* [EXERCISE] Which of the lines in the data mention the string "contents"? List them all.

Stored data entries:
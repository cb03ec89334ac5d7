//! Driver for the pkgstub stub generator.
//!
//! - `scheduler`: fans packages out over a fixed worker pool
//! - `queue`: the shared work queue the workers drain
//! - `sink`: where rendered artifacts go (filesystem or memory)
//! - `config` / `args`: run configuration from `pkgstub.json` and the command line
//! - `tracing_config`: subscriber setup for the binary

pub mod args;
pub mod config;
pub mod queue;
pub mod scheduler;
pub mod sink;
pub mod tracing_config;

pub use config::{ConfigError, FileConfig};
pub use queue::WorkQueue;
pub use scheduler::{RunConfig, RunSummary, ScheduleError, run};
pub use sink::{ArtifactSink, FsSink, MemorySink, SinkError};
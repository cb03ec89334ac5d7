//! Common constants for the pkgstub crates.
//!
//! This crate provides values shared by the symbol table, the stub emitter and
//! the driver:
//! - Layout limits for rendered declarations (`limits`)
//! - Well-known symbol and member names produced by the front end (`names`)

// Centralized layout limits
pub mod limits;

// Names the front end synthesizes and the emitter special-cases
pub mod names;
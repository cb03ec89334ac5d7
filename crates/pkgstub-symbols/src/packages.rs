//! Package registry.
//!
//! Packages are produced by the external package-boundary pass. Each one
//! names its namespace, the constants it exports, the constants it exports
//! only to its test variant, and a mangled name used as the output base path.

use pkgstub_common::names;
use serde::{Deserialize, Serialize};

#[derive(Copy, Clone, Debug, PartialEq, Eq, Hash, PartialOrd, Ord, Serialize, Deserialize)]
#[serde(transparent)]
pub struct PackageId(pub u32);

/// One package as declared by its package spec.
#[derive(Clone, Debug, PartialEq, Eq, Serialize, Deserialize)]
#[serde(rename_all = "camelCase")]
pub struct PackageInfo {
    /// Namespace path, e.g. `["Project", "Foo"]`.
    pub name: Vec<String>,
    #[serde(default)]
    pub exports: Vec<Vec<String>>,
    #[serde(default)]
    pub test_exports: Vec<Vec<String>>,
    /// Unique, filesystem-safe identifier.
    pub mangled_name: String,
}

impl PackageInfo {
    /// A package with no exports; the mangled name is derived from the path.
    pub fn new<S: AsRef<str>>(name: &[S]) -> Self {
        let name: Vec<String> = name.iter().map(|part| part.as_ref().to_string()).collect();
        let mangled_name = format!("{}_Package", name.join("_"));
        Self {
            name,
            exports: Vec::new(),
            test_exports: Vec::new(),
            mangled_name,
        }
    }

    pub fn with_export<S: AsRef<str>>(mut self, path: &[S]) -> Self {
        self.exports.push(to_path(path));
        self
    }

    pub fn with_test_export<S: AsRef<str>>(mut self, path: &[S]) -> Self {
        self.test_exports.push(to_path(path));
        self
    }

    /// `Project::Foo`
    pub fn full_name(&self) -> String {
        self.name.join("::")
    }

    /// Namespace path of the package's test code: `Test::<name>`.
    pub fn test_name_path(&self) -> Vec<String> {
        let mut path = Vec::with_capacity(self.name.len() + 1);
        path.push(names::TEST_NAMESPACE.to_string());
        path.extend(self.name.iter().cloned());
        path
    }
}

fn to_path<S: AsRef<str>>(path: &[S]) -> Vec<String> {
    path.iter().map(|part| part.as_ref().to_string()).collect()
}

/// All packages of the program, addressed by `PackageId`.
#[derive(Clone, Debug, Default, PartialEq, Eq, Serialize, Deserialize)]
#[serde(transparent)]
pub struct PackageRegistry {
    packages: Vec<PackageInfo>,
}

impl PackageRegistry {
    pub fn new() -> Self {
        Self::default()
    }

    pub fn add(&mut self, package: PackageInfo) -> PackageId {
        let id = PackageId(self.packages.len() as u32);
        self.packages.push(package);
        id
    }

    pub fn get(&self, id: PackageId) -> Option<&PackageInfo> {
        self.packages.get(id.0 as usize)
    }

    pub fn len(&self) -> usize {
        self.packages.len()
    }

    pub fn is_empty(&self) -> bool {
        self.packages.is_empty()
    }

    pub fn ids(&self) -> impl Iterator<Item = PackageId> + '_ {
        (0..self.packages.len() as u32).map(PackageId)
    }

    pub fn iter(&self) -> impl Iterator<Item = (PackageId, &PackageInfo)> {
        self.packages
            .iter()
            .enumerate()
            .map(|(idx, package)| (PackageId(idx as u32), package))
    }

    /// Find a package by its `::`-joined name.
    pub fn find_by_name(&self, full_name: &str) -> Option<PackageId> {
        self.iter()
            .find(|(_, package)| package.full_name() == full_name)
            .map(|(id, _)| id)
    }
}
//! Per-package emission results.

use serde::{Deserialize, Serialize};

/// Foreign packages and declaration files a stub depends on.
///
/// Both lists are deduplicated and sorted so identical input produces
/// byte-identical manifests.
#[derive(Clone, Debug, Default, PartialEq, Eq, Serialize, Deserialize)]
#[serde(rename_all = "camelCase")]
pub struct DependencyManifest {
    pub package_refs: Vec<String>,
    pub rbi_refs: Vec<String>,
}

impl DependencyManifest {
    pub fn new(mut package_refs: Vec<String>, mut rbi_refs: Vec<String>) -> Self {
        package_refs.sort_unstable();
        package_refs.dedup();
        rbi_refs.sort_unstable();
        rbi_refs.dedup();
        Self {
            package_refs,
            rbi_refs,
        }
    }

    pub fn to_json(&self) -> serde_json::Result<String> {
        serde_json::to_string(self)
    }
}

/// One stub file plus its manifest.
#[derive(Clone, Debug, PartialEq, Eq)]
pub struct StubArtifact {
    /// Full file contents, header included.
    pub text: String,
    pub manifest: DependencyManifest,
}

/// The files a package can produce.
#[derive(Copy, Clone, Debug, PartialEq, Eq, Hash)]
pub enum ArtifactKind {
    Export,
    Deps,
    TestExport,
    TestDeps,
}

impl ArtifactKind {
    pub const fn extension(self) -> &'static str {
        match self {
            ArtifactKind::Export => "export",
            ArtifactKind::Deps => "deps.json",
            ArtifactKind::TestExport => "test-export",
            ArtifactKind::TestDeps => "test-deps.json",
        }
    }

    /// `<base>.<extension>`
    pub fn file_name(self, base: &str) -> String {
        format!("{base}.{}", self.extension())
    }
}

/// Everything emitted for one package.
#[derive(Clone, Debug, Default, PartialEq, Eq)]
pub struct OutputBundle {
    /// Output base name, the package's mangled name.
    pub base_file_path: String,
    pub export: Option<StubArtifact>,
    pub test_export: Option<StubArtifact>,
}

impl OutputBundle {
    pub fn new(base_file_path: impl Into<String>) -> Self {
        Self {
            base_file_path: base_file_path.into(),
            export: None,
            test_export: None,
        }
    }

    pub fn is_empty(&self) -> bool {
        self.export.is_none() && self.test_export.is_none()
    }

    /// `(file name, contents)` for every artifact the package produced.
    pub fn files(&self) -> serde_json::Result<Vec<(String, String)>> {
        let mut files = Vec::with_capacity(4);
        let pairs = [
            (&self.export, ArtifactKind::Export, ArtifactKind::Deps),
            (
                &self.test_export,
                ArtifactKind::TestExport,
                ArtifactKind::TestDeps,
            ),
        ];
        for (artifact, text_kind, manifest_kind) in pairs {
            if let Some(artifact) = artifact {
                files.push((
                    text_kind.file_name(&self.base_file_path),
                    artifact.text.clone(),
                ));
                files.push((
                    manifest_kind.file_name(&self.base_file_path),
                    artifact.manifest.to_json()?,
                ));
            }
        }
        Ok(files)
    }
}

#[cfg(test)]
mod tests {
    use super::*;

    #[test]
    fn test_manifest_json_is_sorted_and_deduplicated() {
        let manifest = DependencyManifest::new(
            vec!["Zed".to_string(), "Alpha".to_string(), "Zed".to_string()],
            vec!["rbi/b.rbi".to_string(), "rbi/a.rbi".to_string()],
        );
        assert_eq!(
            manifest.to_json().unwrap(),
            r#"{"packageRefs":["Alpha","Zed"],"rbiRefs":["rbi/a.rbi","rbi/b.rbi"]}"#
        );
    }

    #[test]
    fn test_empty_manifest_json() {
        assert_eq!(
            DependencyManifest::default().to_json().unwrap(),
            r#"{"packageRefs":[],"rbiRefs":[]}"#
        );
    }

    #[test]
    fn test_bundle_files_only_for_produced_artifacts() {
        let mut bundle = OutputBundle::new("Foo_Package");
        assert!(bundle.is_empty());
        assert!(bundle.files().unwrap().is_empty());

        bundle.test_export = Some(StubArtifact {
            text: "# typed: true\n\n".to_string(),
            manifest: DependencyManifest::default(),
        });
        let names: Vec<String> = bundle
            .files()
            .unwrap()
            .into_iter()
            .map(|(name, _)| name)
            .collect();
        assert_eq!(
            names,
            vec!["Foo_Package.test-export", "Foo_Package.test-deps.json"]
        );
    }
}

* [RESULT BELOW]
    /// Full file contents, header included.
    /// `(file name, contents)` for every artifact the package produced.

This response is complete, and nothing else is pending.